Saved entries
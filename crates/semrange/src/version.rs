//! Semantic version value type

use std::fmt;
use std::str::FromStr;

use crate::error::{Error, Result};

/// Which leading components of a partial version were written out
#[derive(Debug, Clone, Copy, PartialEq, Eq, Hash)]
pub enum KnownPrefix {
    /// Nothing was given (`*`, `x`, empty input)
    None,
    /// Only the major component (`1`, `1.x`)
    Major,
    /// Major and minor components (`1.2`, `1.2.x`)
    MajorMinor,
}

/// How much of a version was textually present
#[derive(Debug, Clone, Copy, PartialEq, Eq, Hash)]
pub enum Precision {
    /// `MAJOR.MINOR.PATCH` all given
    Full,
    /// Some trailing components were omitted or wildcarded
    Partial(KnownPrefix),
}

/// A parsed semantic version.
///
/// Components that were not present in the source text read as `0`. The
/// pre-release and build strings are carried for display only and never
/// take part in comparison.
#[derive(Debug, Clone, PartialEq, Eq, Hash)]
pub struct Version {
    major: u64,
    minor: u64,
    patch: u64,
    precision: Precision,
    pre: String,
    build: String,
}

impl Version {
    /// Create a fully specified version without pre-release or build metadata
    pub fn new(major: u64, minor: u64, patch: u64) -> Self {
        Version {
            major,
            minor,
            patch,
            precision: Precision::Full,
            pre: String::new(),
            build: String::new(),
        }
    }

    /// The "any version" value produced by `*` and the empty string
    pub fn any() -> Self {
        Version {
            major: 0,
            minor: 0,
            patch: 0,
            precision: Precision::Partial(KnownPrefix::None),
            pre: String::new(),
            build: String::new(),
        }
    }

    pub(crate) fn from_parts(
        fields: [Option<u64>; 3],
        pre: String,
        build: String,
    ) -> Self {
        let precision = match fields {
            [Some(_), Some(_), Some(_)] => Precision::Full,
            [Some(_), Some(_), None] => Precision::Partial(KnownPrefix::MajorMinor),
            [Some(_), None, _] => Precision::Partial(KnownPrefix::Major),
            [None, _, _] => Precision::Partial(KnownPrefix::None),
        };

        Version {
            major: fields[0].unwrap_or(0),
            minor: fields[1].unwrap_or(0),
            patch: fields[2].unwrap_or(0),
            precision,
            pre,
            build,
        }
    }

    /// Parse a version string
    pub fn parse(input: &str) -> Result<Self> {
        crate::version_parser::parse_version(input)
    }

    pub fn major(&self) -> u64 {
        self.major
    }

    pub fn minor(&self) -> u64 {
        self.minor
    }

    pub fn patch(&self) -> u64 {
        self.patch
    }

    pub fn precision(&self) -> Precision {
        self.precision
    }

    /// Pre-release label without the leading `-`, empty when absent
    pub fn pre_release(&self) -> &str {
        &self.pre
    }

    /// Build metadata without the leading `+`, empty when absent
    pub fn build(&self) -> &str {
        &self.build
    }

    /// True when any of the three numeric components was omitted or wildcarded
    pub fn is_partial(&self) -> bool {
        matches!(self.precision, Precision::Partial(_))
    }

    pub fn major_parsed(&self) -> bool {
        !matches!(self.precision, Precision::Partial(KnownPrefix::None))
    }

    pub fn minor_parsed(&self) -> bool {
        matches!(
            self.precision,
            Precision::Full | Precision::Partial(KnownPrefix::MajorMinor)
        )
    }

    pub fn patch_parsed(&self) -> bool {
        self.precision == Precision::Full
    }
}

impl fmt::Display for Version {
    fn fmt(&self, f: &mut fmt::Formatter<'_>) -> fmt::Result {
        write!(f, "{}.{}.{}", self.major, self.minor, self.patch)?;
        if !self.pre.is_empty() {
            write!(f, "-{}", self.pre)?;
        }
        if !self.build.is_empty() {
            write!(f, "+{}", self.build)?;
        }
        Ok(())
    }
}

impl FromStr for Version {
    type Err = Error;

    fn from_str(s: &str) -> Result<Self> {
        Version::parse(s)
    }
}

#[cfg(feature = "serde")]
impl serde::Serialize for Version {
    fn serialize<S: serde::Serializer>(
        &self,
        serializer: S,
    ) -> std::result::Result<S::Ok, S::Error> {
        serializer.collect_str(self)
    }
}

#[cfg(feature = "serde")]
impl<'de> serde::Deserialize<'de> for Version {
    fn deserialize<D: serde::Deserializer<'de>>(
        deserializer: D,
    ) -> std::result::Result<Self, D::Error> {
        let s = <std::borrow::Cow<'de, str>>::deserialize(deserializer)?;
        s.parse().map_err(serde::de::Error::custom)
    }
}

**WHAT TO WORK ON**
The word "input" occurs in some lines of the data above; report how many such lines there are, with no other words.

**TASK SOLUTION**
3